[Saved entries]
****************************************

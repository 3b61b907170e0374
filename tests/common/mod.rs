#![allow(dead_code)]

use std::sync::atomic::{AtomicBool, AtomicUsize, Ordering};
use std::sync::Arc;

use async_trait::async_trait;
use chrono::{DateTime, TimeZone, Utc};
use serde_json::{json, Value};
use tokio::sync::Mutex;

use labops::error::{AssetError, MailError, StoreError};
use labops::models::{Actor, AssetRef, Category, ACTIVITY_LOG, TEAM_MEMBER};
use labops::services::{
    AssetStore, ImageUpload, InventoryService, Mailer, NewItem, OutboundMail, ServiceSettings,
};
use labops::store::{Document, DocumentStore, Filter, MemoryStore, NewDocument, Patch};
use labops::utils::FixedClock;

pub fn start_time() -> DateTime<Utc> {
    Utc.with_ymd_and_hms(2026, 10, 16, 15, 30, 0).unwrap()
}

pub fn dana() -> Actor {
    Actor::user("Dana Reyes")
}

/// Wraps `MemoryStore` and can simulate other writers and outages.
#[derive(Default)]
pub struct FlakyStore {
    pub inner: MemoryStore,
    /// Guarded patches that find a concurrent stock bump of +100 first.
    pub concurrent_bumps: AtomicUsize,
    /// Creates that find their unique item id taken by a concurrent create.
    pub stolen_ids: AtomicUsize,
    pub activity_down: AtomicBool,
}

impl FlakyStore {
    pub fn new() -> Self {
        Self::default()
    }
}

#[async_trait]
impl DocumentStore for FlakyStore {
    async fn query(&self, filter: &Filter) -> Result<Vec<Document>, StoreError> {
        self.inner.query(filter).await
    }

    async fn get(&self, id: &str) -> Result<Option<Document>, StoreError> {
        self.inner.get(id).await
    }

    async fn create(&self, doc: NewDocument) -> Result<Document, StoreError> {
        if !doc.unique.is_empty() && take_one(&self.stolen_ids) {
            let mut rival = doc.clone();
            rival.id = None;
            rival.body["name"] = json!("created concurrently");
            self.inner.create(rival).await?;
        }
        self.inner.create(doc).await
    }

    async fn create_if_not_exists(
        &self,
        id: &str,
        doc_type: &str,
        body: Value,
    ) -> Result<bool, StoreError> {
        if doc_type == ACTIVITY_LOG && self.activity_down.load(Ordering::SeqCst) {
            return Err(StoreError::Malformed("activity log offline".to_string()));
        }
        self.inner.create_if_not_exists(id, doc_type, body).await
    }

    async fn patch(&self, id: &str, patch: Patch) -> Result<Document, StoreError> {
        if patch.if_revision.is_some() && take_one(&self.concurrent_bumps) {
            let current = self
                .inner
                .get(id)
                .await?
                .ok_or_else(|| StoreError::Missing(id.to_string()))?;
            if current.body.get("stock").is_some() {
                self.inner.patch(id, Patch::new().inc("stock", 100)).await?;
            } else {
                self.inner.patch(id, Patch::new().set("location", "moved concurrently")).await?;
            }
        }
        self.inner.patch(id, patch).await
    }
}

fn take_one(counter: &AtomicUsize) -> bool {
    counter
        .fetch_update(Ordering::SeqCst, Ordering::SeqCst, |n| n.checked_sub(1))
        .is_ok()
}

#[derive(Default)]
pub struct RecordingMailer {
    pub sent: Mutex<Vec<OutboundMail>>,
    pub fail: bool,
}

#[async_trait]
impl Mailer for RecordingMailer {
    async fn send(&self, mail: &OutboundMail) -> Result<(), MailError> {
        if self.fail {
            return Err(MailError::Delivery("smtp relay refused".to_string()));
        }
        self.sent.lock().await.push(mail.clone());
        Ok(())
    }
}

#[derive(Default)]
pub struct FakeAssets {
    pub fail: bool,
    pub uploads: AtomicUsize,
}

#[async_trait]
impl AssetStore for FakeAssets {
    async fn upload(&self, image: &ImageUpload) -> Result<AssetRef, AssetError> {
        if self.fail {
            return Err(AssetError::UnsupportedType(image.filename.clone()));
        }
        let n = self.uploads.fetch_add(1, Ordering::SeqCst) + 1;
        Ok(AssetRef {
            asset_id: format!("image-{}", n),
            url: format!("/uploads/{}", image.filename),
        })
    }
}

pub struct Harness {
    pub store: Arc<FlakyStore>,
    pub clock: Arc<FixedClock>,
    pub mailer: Arc<RecordingMailer>,
    pub assets: Arc<FakeAssets>,
    pub service: InventoryService,
}

impl Harness {
    pub fn new() -> Self {
        Self::with(RecordingMailer::default(), FakeAssets::default())
    }

    pub fn with(mailer: RecordingMailer, assets: FakeAssets) -> Self {
        let store = Arc::new(FlakyStore::new());
        let clock = Arc::new(FixedClock::at(start_time()));
        let mailer = Arc::new(mailer);
        let assets = Arc::new(assets);

        let service = InventoryService::new(store.clone())
            .with_settings(ServiceSettings {
                approval_email: Some("pi@lab.org".to_string()),
                public_base_url: "https://lab.example.org".to_string(),
                ..ServiceSettings::default()
            })
            .with_clock(clock.clone())
            .with_mailer(mailer.clone())
            .with_assets(assets.clone());

        Self {
            store,
            clock,
            mailer,
            assets,
            service,
        }
    }

    pub async fn add_member(&self, name: &str) -> String {
        self.store
            .inner
            .create(NewDocument::new(TEAM_MEMBER, json!({ "name": name, "email": "m@lab.org" })))
            .await
            .unwrap()
            .id
    }
}

pub fn stockable(name: &str, category: Category, stock: i64, min_stock: i64) -> NewItem {
    NewItem {
        name: name.to_string(),
        location: "Shelf A".to_string(),
        category: Some(category),
        stock: Some(stock),
        min_stock: Some(min_stock),
        ..NewItem::default()
    }
}

pub fn equipment(name: &str) -> NewItem {
    NewItem {
        name: name.to_string(),
        location: "Bay 2".to_string(),
        category: Some(Category::Equipment),
        ..NewItem::default()
    }
}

****************************************

**Task**: Transcribe the records from their first line. Stop after the line with "if doc_type == ACTIVITY_LOG", including it.

**Response box**:
repository 3b61b907170e0374
filename tests/common/mod.rs
#![allow(dead_code)]

use std::sync::atomic::{AtomicBool, AtomicUsize, Ordering};
use std::sync::Arc;

use async_trait::async_trait;
use chrono::{DateTime, TimeZone, Utc};
use serde_json::{json, Value};
use tokio::sync::Mutex;

use labops::error::{AssetError, MailError, StoreError};
use labops::models::{Actor, AssetRef, Category, ACTIVITY_LOG, TEAM_MEMBER};
use labops::services::{
    AssetStore, ImageUpload, InventoryService, Mailer, NewItem, OutboundMail, ServiceSettings,
};
use labops::store::{Document, DocumentStore, Filter, MemoryStore, NewDocument, Patch};
use labops::utils::FixedClock;

pub fn start_time() -> DateTime<Utc> {
    Utc.with_ymd_and_hms(2026, 10, 16, 15, 30, 0).unwrap()
}

pub fn dana() -> Actor {
    Actor::user("Dana Reyes")
}

/// Wraps `MemoryStore` and can simulate other writers and outages.
#[derive(Default)]
pub struct FlakyStore {
    pub inner: MemoryStore,
    /// Guarded patches that find a concurrent stock bump of +100 first.
    pub concurrent_bumps: AtomicUsize,
    /// Creates that find their unique item id taken by a concurrent create.
    pub stolen_ids: AtomicUsize,
    pub activity_down: AtomicBool,
}

impl FlakyStore {
    pub fn new() -> Self {
        Self::default()
    }
}

#[async_trait]
impl DocumentStore for FlakyStore {
    async fn query(&self, filter: &Filter) -> Result<Vec<Document>, StoreError> {
        self.inner.query(filter).await
    }

    async fn get(&self, id: &str) -> Result<Option<Document>, StoreError> {
        self.inner.get(id).await
    }

    async fn create(&self, doc: NewDocument) -> Result<Document, StoreError> {
        if !doc.unique.is_empty() && take_one(&self.stolen_ids) {
            let mut rival = doc.clone();
            rival.id = None;
            rival.body["name"] = json!("created concurrently");
            self.inner.create(rival).await?;
        }
        self.inner.create(doc).await
    }

    async fn create_if_not_exists(
        &self,
        id: &str,
        doc_type: &str,
        body: Value,
    ) -> Result<bool, StoreError> {
        if doc_type == ACTIVITY_LOG && self.activity_down.load(Ordering::SeqCst) {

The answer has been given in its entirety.